Let's dissect your impl block:

impl<T> Struct<T>
where
    T: Fn(&[u8]),
{
    fn new() -> Struct<T> {
        // this doesn't work
        Struct { func: |msg| {} }
    }
}

We start with:

impl<T> Struct<T>
where
    T: Fn(&[u8]),

This tells the compiler that the whole impl block is "valid" for any T satisfying Fn(&[u8]).

Now:

fn new() -> Struct<T> {
    // this doesn't work
    Struct { func: |msg| {} }
}

You say that new returns a Struct<T>, and we are within the block stating that everything inside it works for any T satisfying Fn(&[u8]). However, you return one particular instance of Struct, namely the one parametrized by |msg| {} - thus, the return value can not be a Struct<T> for any T satisfying Fn(&[u8]).

However, you can modify it to do the following:

fn new() -> Struct<impl Fn(&[u8])> {
    Struct { func: |msg| {} }
}

This tells the compiler that new returns a Struct, whose parameter is known to satisfy Fn(&[u8]), so that the compiler should infer it. In particular it has no assumptions about T and returns one particular type.

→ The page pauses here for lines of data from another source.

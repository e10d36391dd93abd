//
// Copyright 2026 Hans W. Uhlig. All Rights Reserved.
//
// Licensed under the Apache License, Version 2.0 (the "License");
// you may not use this file except in compliance with the License.
// You may obtain a copy of the License at
//
//      http://www.apache.org/licenses/LICENSE-2.0
//
// Unless required by applicable law or agreed to in writing, software
// distributed under the License is distributed on an "AS IS" BASIS,
// WITHOUT WARRANTIES OR CONDITIONS OF ANY KIND, either express or implied.
// See the License for the specific language governing permissions and
// limitations under the License.
//

//! Connection lifecycle events.

use super::error::ConnectionError;
use super::state::LiveConnection;

/// A lifecycle transition of a connection manager.
///
/// Events are published in the order the transitions happen. An
/// `Established` event always follows the `Closed` event of the previous
/// connection.
#[derive(Debug, Clone)]
pub enum ConnectionEvent {
    /// A connection was established.
    Established(LiveConnection),

    /// The live connection closed, by `stop`, a restart or the broker.
    Closed,

    /// A connect attempt failed or the live connection failed.
    Error(ConnectionError),

    /// A retry is about to start; the first retry is attempt 1.
    Reconnect {
        /// Retry number
        attempt: u32,
    },
}

impl ConnectionEvent {
    /// Short name of the event, used in logs.
    pub fn name(&self) -> &'static str {
        match self {
            Self::Established(_) => "connection.established",
            Self::Closed => "connection.closed",
            Self::Error(_) => "connection.error",
            Self::Reconnect { .. } => "connection.reconnect",
        }
    }

    /// Invokes the matching callback of `handler`.
    pub fn dispatch(&self, handler: &dyn ConnectionEventHandler) {
        match self {
            Self::Established(connection) => handler.on_established(connection),
            Self::Closed => handler.on_closed(),
            Self::Error(error) => handler.on_error(error),
            Self::Reconnect { attempt } => handler.on_reconnect_attempt(*attempt),
        }
    }
}

/// Callbacks for connection lifecycle events.
///
/// Every method has an empty default, so handlers implement only what they
/// observe. Callbacks run on a dedicated task and must not block.
///
/// # Examples
///
/// ```rust
/// use warren::connection::{ConnectionError, ConnectionEventHandler, LiveConnection};
///
/// struct LogHandler;
///
/// impl ConnectionEventHandler for LogHandler {
///     fn on_established(&self, connection: &LiveConnection) {
///         println!("connected: {}", connection.id());
///     }
///
///     fn on_error(&self, error: &ConnectionError) {
///         eprintln!("broker error: {error}");
///     }
/// }
/// ```
pub trait ConnectionEventHandler: Send + Sync {
    /// Called when a connection is established.
    fn on_established(&self, _connection: &LiveConnection) {}

    /// Called when the live connection closes.
    fn on_closed(&self) {}

    /// Called when a connect attempt or the live connection fails.
    fn on_error(&self, _error: &ConnectionError) {}

    /// Called before each retry of the reconnect loop.
    fn on_reconnect_attempt(&self, _attempt: u32) {}
}

#[cfg(test)]
mod tests {
    use super::*;
    use std::sync::Mutex;

    #[derive(Default)]
    struct Recorder {
        seen: Mutex<Vec<String>>,
    }

    impl ConnectionEventHandler for Recorder {
        fn on_closed(&self) {
            self.seen.lock().unwrap().push("closed".to_string());
        }

        fn on_error(&self, error: &ConnectionError) {
            self.seen.lock().unwrap().push(format!("error: {error}"));
        }

        fn on_reconnect_attempt(&self, attempt: u32) {
            self.seen.lock().unwrap().push(format!("reconnect #{attempt}"));
        }
    }

    #[test]
    fn test_dispatch_routes_to_callbacks() {
        let recorder = Recorder::default();

        ConnectionEvent::Reconnect { attempt: 2 }.dispatch(&recorder);
        ConnectionEvent::Error(ConnectionError::InvalidCredentials).dispatch(&recorder);
        ConnectionEvent::Closed.dispatch(&recorder);

        assert_eq!(
            *recorder.seen.lock().unwrap(),
            vec![
                "reconnect #2".to_string(),
                "error: invalid login or password".to_string(),
                "closed".to_string(),
            ]
        );
    }

    #[test]
    fn test_event_names() {
        assert_eq!(ConnectionEvent::Closed.name(), "connection.closed");
        assert_eq!(
            ConnectionEvent::Reconnect { attempt: 1 }.name(),
            "connection.reconnect"
        );
    }
}
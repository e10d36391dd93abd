//
// Copyright 2026 Hans W. Uhlig. All Rights Reserved.
//
// Licensed under the Apache License, Version 2.0 (the "License");
// you may not use this file except in compliance with the License.
// You may obtain a copy of the License at
//
//      http://www.apache.org/licenses/LICENSE-2.0
//
// Unless required by applicable law or agreed to in writing, software
// distributed under the License is distributed on an "AS IS" BASIS,
// WITHOUT WARRANTIES OR CONDITIONS OF ANY KIND, either express or implied.
// See the License for the specific language governing permissions and
// limitations under the License.
//

//! Waiter and keep-alive subscriber registries.
//!
//! Waiters are one-shot: the whole queue is drained on each established
//! connection. Keep-alive subscribers persist and are notified on every
//! established connection until they are cancelled.

use super::error::ConnectionError;
use super::state::LiveConnection;
use std::fmt;
use std::panic::{AssertUnwindSafe, catch_unwind};
use std::sync::Arc;
use std::sync::atomic::{AtomicU64, Ordering};
use tokio::sync::oneshot;
use tracing::error;

/// Identifies a keep-alive subscription.
#[derive(Debug, Clone, Copy, PartialEq, Eq, Hash, PartialOrd, Ord)]
pub struct SubscriberId(u64);

/// Global counter for generating unique subscriber IDs.
static NEXT_SUBSCRIBER_ID: AtomicU64 = AtomicU64::new(1);

impl SubscriberId {
    fn next() -> Self {
        Self(NEXT_SUBSCRIBER_ID.fetch_add(1, Ordering::Relaxed))
    }

    /// Returns the subscriber ID as a u64.
    #[must_use]
    pub const fn as_u64(self) -> u64 {
        self.0
    }
}

impl fmt::Display for SubscriberId {
    fn fmt(&self, f: &mut fmt::Formatter<'_>) -> fmt::Result {
        write!(f, "Subscriber({})", self.0)
    }
}

/// One-shot continuation waiting for the next established connection.
///
/// Consuming `self` in [`fire`](Self::fire) and [`release`](Self::release)
/// makes a waiter fire at most once.
pub(crate) struct Waiter {
    tx: oneshot::Sender<Result<LiveConnection, ConnectionError>>,
}

impl Waiter {
    pub(crate) fn new() -> (Self, oneshot::Receiver<Result<LiveConnection, ConnectionError>>) {
        let (tx, rx) = oneshot::channel();
        (Self { tx }, rx)
    }

    /// Hands `connection` to the waiting caller.
    pub(crate) fn fire(self, connection: LiveConnection) {
        // The caller may have stopped waiting.
        let _ = self.tx.send(Ok(connection));
    }

    /// Wakes the waiting caller with `error`.
    pub(crate) fn release(self, error: ConnectionError) {
        let _ = self.tx.send(Err(error));
    }

    fn is_abandoned(&self) -> bool {
        self.tx.is_closed()
    }
}

type KeepAliveCallback = dyn Fn(LiveConnection) + Send + Sync;

/// Persistent callback notified on every established connection.
#[derive(Clone)]
pub(crate) struct KeepAliveSubscriber {
    id: SubscriberId,
    callback: Arc<KeepAliveCallback>,
}

impl KeepAliveSubscriber {
    pub(crate) fn new<F>(callback: F) -> Self
    where
        F: Fn(LiveConnection) + Send + Sync + 'static,
    {
        Self {
            id: SubscriberId::next(),
            callback: Arc::new(callback),
        }
    }

    pub(crate) fn id(&self) -> SubscriberId {
        self.id
    }

    /// Invokes the callback, containing any panic it raises.
    pub(crate) fn notify(&self, connection: LiveConnection) {
        let callback = Arc::clone(&self.callback);
        if catch_unwind(AssertUnwindSafe(move || callback(connection))).is_err() {
            error!(subscriber = %self.id, "keep-alive subscriber panicked");
        }
    }
}

impl fmt::Debug for KeepAliveSubscriber {
    fn fmt(&self, f: &mut fmt::Formatter<'_>) -> fmt::Result {
        f.debug_struct("KeepAliveSubscriber")
            .field("id", &self.id)
            .finish_non_exhaustive()
    }
}

/// The two subscription registries of a connection manager.
#[derive(Default)]
pub(crate) struct Registry {
    waiters: Vec<Waiter>,
    subscribers: Vec<KeepAliveSubscriber>,
}

impl Registry {
    pub(crate) fn push_waiter(&mut self, waiter: Waiter) {
        // Drop waiters whose callers gave up so the queue cannot grow unbounded.
        self.waiters.retain(|waiter| !waiter.is_abandoned());
        self.waiters.push(waiter);
    }

    pub(crate) fn take_waiters(&mut self) -> Vec<Waiter> {
        std::mem::take(&mut self.waiters)
    }

    pub(crate) fn subscribe(&mut self, subscriber: KeepAliveSubscriber) {
        self.subscribers.push(subscriber);
    }

    pub(crate) fn unsubscribe(&mut self, id: SubscriberId) -> bool {
        let before = self.subscribers.len();
        self.subscribers.retain(|subscriber| subscriber.id() != id);
        self.subscribers.len() != before
    }

    pub(crate) fn subscribers(&self) -> Vec<KeepAliveSubscriber> {
        self.subscribers.clone()
    }

    pub(crate) fn clear_subscribers(&mut self) {
        self.subscribers.clear();
    }

    pub(crate) fn waiter_count(&self) -> usize {
        self.waiters.len()
    }

    pub(crate) fn subscriber_count(&self) -> usize {
        self.subscribers.len()
    }
}

#[cfg(test)]
mod tests {
    use super::*;
    use crate::broker::{Broker, MemoryBroker};
    use crate::config::ConnectionSettings;
    use std::sync::atomic::AtomicUsize;

    async fn live() -> LiveConnection {
        let connection = MemoryBroker::new()
            .connect(&ConnectionSettings::default().endpoint(30))
            .await
            .unwrap();
        LiveConnection::new(connection)
    }

    #[tokio::test]
    async fn test_waiters_drain_once() {
        let mut registry = Registry::default();
        let (first, first_rx) = Waiter::new();
        let (second, second_rx) = Waiter::new();
        registry.push_waiter(first);
        registry.push_waiter(second);

        let connection = live().await;
        for waiter in registry.take_waiters() {
            waiter.fire(connection.clone());
        }

        assert_eq!(first_rx.await.unwrap().unwrap(), connection);
        assert_eq!(second_rx.await.unwrap().unwrap(), connection);
        assert_eq!(registry.waiter_count(), 0);
    }

    #[tokio::test]
    async fn test_release_reports_error() {
        let (waiter, rx) = Waiter::new();
        waiter.release(ConnectionError::Stopped);
        assert!(matches!(rx.await.unwrap(), Err(ConnectionError::Stopped)));
    }

    #[test]
    fn test_abandoned_waiters_are_pruned() {
        let mut registry = Registry::default();
        let (abandoned, rx) = Waiter::new();
        drop(rx);
        registry.push_waiter(abandoned);

        let (kept, _rx) = Waiter::new();
        registry.push_waiter(kept);
        assert_eq!(registry.waiter_count(), 1);
    }

    #[tokio::test]
    async fn test_subscribers_persist_until_unsubscribed() {
        let mut registry = Registry::default();
        let calls = Arc::new(AtomicUsize::new(0));
        let subscriber = KeepAliveSubscriber::new({
            let calls = Arc::clone(&calls);
            move |_| {
                calls.fetch_add(1, Ordering::SeqCst);
            }
        });
        let id = subscriber.id();
        registry.subscribe(subscriber);

        let connection = live().await;
        for _ in 0..3 {
            for subscriber in registry.subscribers() {
                subscriber.notify(connection.clone());
            }
        }
        assert_eq!(calls.load(Ordering::SeqCst), 3);

        assert!(registry.unsubscribe(id));
        assert!(!registry.unsubscribe(id));
        assert_eq!(registry.subscriber_count(), 0);
    }

    #[tokio::test]
    async fn test_panicking_subscriber_is_contained() {
        let subscriber = KeepAliveSubscriber::new(|_| panic!("subscriber failure"));
        subscriber.notify(live().await);
    }
}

In the direct initialization, however, we tell the compiler:

let s = Struct { func: |msg| {} };

The compiler sees that you want to create a Struct and knows that - in order to create it - it must infer the type for T res. func. It sees that you passed |msg| {} for func, infers the type for the closure and now knows a concrete type to put into the T.